The EU? For all its failings as a tool of statecraft the EU still has an important role to play in securing Europe’s external border and promoting coherence. However, only the E3 have any chance of corralling Europeans to effect in the face of the dangerous geopolitics of the 2020s, and afford the US allies of real substance who can both support and constrain Washington, as and when required. For that to happen Berlin, London and Paris must themselves rescue their own respective strategic cultures from the defeatism, short-termism, declinism and strategic introspection which has for too long afflicted all their respective elites to some extent or another.   In other words, they must again learn to think big and act big together!

The specific focus of E3 efforts in the immediate aftermath of this crisis should be the rehabilitation of the JCPOA.  The specific outcome Europeans should seek is the return of the US to the Accord, in return for the lifting of some sanctions on Iran and, critically, the opening of discussions to include limits on ballistic missile arsenals in some form of protocol. It will not be at all easy for Europeans to achieve this, but as Churchill once said, ‘jaw-jaw is better than war-war”. In any case, effective statecraft is not the practice of the easy.

Conclusion: Europe now end its virtual Ten Year Rule

The Soleimani Crisis is simply another marker on the descending road towards a Middle Eastern war. It is the absence of strategy and statecraft that makes the Middle East so dangerous, to itself and the wider world. Just as there are never silver bullet solutions in Europe, there are certainly none in the Middle East. Europe’s very experience of conflict mitigation at home could at least help prevent the worst effects of a Middle East sliding steadily towards another major war. However, for Europeans to collectively play such a role they will need to generate a level of strategic ambition, responsibility and cohesion they have hitherto only pretended to aspire to. Europeans must thus stop talking the talk of power and values, and finally walk its walk.

In August 1919, at the behest of the then Secretary of State for War and Air Winston Churchill, Britain adopted the so-called Ten Year Rule. Under the Rule Britain assumed that it would not be engaged in a major war for at least a decade, and thus could cut defence spending accordingly.  In March 1932, shortly before the rise of Hitler in Germany, Britain scrapped the Ten Year Rule. In 1934, following the collapse of the Geneva-based World Disarmament Conference, and the effective defenestration of the League of Nations, Britain embarked on a massive military rearmament programme which helped it narrowly avert defeat in 1940.  Too many European leaders are trapped into a kind of virtual Ten Year Rule that affords them the comforting blanket of delusional false security. Europeans cannot be safe, nor will they make its own region or the wider world safe, if they continue to hide in the virtual world they have created and continue to justify their choice to be weak.

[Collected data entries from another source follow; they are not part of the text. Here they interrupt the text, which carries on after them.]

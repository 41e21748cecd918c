//! Rays, the target slab face, facing bases and toroidal wrap.

use glam::{Mat3, Vec3};

const EPSILON: f32 = 1.0e-6;

#[derive(Clone, Copy, Debug, PartialEq)]
pub struct Ray {
    pub origin: Vec3,
    /// Unit length.
    pub direction: Vec3,
}

impl Ray {
    #[inline]
    pub fn at(&self, t: f32) -> Vec3 {
        self.origin + self.direction * t
    }
}

/// Axis-aligned, bounded plane facing +Z, hit from the front only.
///
/// This is the camera-facing side of a thin slab: a ray travelling toward -Z
/// that crosses `z = center.z` within `half_extent` of the centre on both X
/// and Y counts as a hit. Everything else (parallel, back-facing, out of
/// bounds, behind the origin) does not.
#[derive(Clone, Copy, Debug, PartialEq)]
pub struct IntersectionPlane {
    pub center: Vec3,
    pub half_extent: f32,
}

impl IntersectionPlane {
    pub fn intersect(&self, ray: &Ray) -> Option<Vec3> {
        // front faces only: the ray must head into the +Z-facing surface
        if ray.direction.z > -EPSILON {
            return None;
        }
        let t = (self.center.z - ray.origin.z) / ray.direction.z;
        if t < 0.0 {
            return None;
        }
        let hit = ray.at(t);
        let within = (hit.x - self.center.x).abs() <= self.half_extent
            && (hit.y - self.center.y).abs() <= self.half_extent;
        within.then_some(hit)
    }
}

/// Orthonormal frame whose first column points along `forward`.
///
/// Columns are `(forward, up, side)`. When `forward` is parallel to
/// `world_up` the side axis falls back to `fallback`. Returns `None` for a
/// zero or non-finite `forward`.
pub fn basis_from_forward(forward: Vec3, world_up: Vec3, fallback: Vec3) -> Option<Mat3> {
    let x_axis = forward.try_normalize()?;
    let side = x_axis.cross(world_up).try_normalize().unwrap_or(fallback);
    let y_axis = side.cross(x_axis).try_normalize()?;
    // re-derive so the frame stays orthonormal for any usable fallback
    let z_axis = x_axis.cross(y_axis);
    Some(Mat3::from_cols(x_axis, y_axis, z_axis))
}

/// Wrap `value` into `[-bound, bound)` with a true (Euclidean) modulo.
#[inline]
pub fn wrap_coordinate(value: f32, bound: f32) -> f32 {
    let span = 2.0 * bound;
    let shifted = (value + bound).rem_euclid(span);
    // rem_euclid can round up to `span` for tiny negative inputs
    let shifted = if shifted >= span { 0.0 } else { shifted };
    shifted - bound
}

#[inline]
pub fn wrap_position(p: Vec3, bound: f32) -> Vec3 {
    Vec3::new(
        wrap_coordinate(p.x, bound),
        wrap_coordinate(p.y, bound),
        wrap_coordinate(p.z, bound),
    )
}

#[cfg(test)]
mod tests {
    use super::*;

    fn assert_orthonormal(m: Mat3) {
        for c in [m.x_axis, m.y_axis, m.z_axis] {
            assert!((c.length() - 1.0).abs() < 1e-5, "column not unit: {c:?}");
        }
        assert!(m.x_axis.dot(m.y_axis).abs() < 1e-5);
        assert!(m.x_axis.dot(m.z_axis).abs() < 1e-5);
        assert!(m.y_axis.dot(m.z_axis).abs() < 1e-5);
        assert!((m.determinant() - 1.0).abs() < 1e-5);
    }

    #[test]
    fn basis_points_first_axis_along_forward() {
        let m = basis_from_forward(Vec3::new(1.0, 2.0, -3.0), Vec3::Y, Vec3::Z).unwrap();
        assert_orthonormal(m);
        assert!((m.x_axis - Vec3::new(1.0, 2.0, -3.0).normalize()).length() < 1e-5);
        assert!(m.y_axis.y > 0.0, "up axis should lean toward world up");
    }

    #[test]
    fn basis_falls_back_when_forward_is_vertical() {
        for forward in [Vec3::Y, Vec3::NEG_Y * 4.0] {
            let m = basis_from_forward(forward, Vec3::Y, Vec3::Z).unwrap();
            assert_orthonormal(m);
            assert_eq!(m.z_axis, Vec3::Z);
        }
    }

    #[test]
    fn basis_rejects_zero_forward() {
        assert!(basis_from_forward(Vec3::ZERO, Vec3::Y, Vec3::Z).is_none());
    }

    #[test]
    fn wrap_is_a_true_modulo() {
        assert_eq!(wrap_coordinate(22.0, 20.0), -18.0);
        assert_eq!(wrap_coordinate(-22.0, 20.0), 18.0);
        assert_eq!(wrap_coordinate(20.0, 20.0), -20.0);
        assert_eq!(wrap_coordinate(-20.0, 20.0), -20.0);
        assert_eq!(wrap_coordinate(5.5, 20.0), 5.5);
        let tiny = wrap_coordinate(-20.0 - 1e-9, 20.0);
        assert!((-20.0..20.0).contains(&tiny));
    }

    #[test]
    fn plane_hit_and_misses() {
        let plane = IntersectionPlane {
            center: Vec3::new(0.0, 0.0, -1.0),
            half_extent: 50.0,
        };
        let forward = Ray {
            origin: Vec3::new(0.0, 0.0, 5.0),
            direction: Vec3::NEG_Z,
        };
        assert_eq!(plane.intersect(&forward), Some(Vec3::new(0.0, 0.0, -1.0)));

        let away = Ray {
            direction: Vec3::Z,
            ..forward
        };
        assert_eq!(plane.intersect(&away), None);

        let parallel = Ray {
            direction: Vec3::X,
            ..forward
        };
        assert_eq!(plane.intersect(&parallel), None);

        let grazing = Ray {
            origin: Vec3::new(0.0, 0.0, 5.0),
            direction: Vec3::new(1.0, 0.0, -0.01).normalize(),
        };
        assert_eq!(plane.intersect(&grazing), None, "hit lies outside the extent");
    }
}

This is because sooner or later the dangerous world on Europe’s doorstep will engulf it.  The Middle East is but a symptom of a wider geopolitical malaise, in which balances of power and spheres of influence are magnified through the lens of many hatreds. The world’s two superpowers, plus a host of other powers, some in the Middle East, are once again engaged in an arms race.  In that light, more than ever, the world needs an engaged Europe, a Europe credibly able to exert influence in all its forms, a contemporary Europe that can credibly and collectively uphold the values it claims to espouse.  A Europe willing to exert the one thing that has been sadly missing for so long – leadership.  Peace will need defending, as will democracy and freedom, and Europeans will be needed to defend them.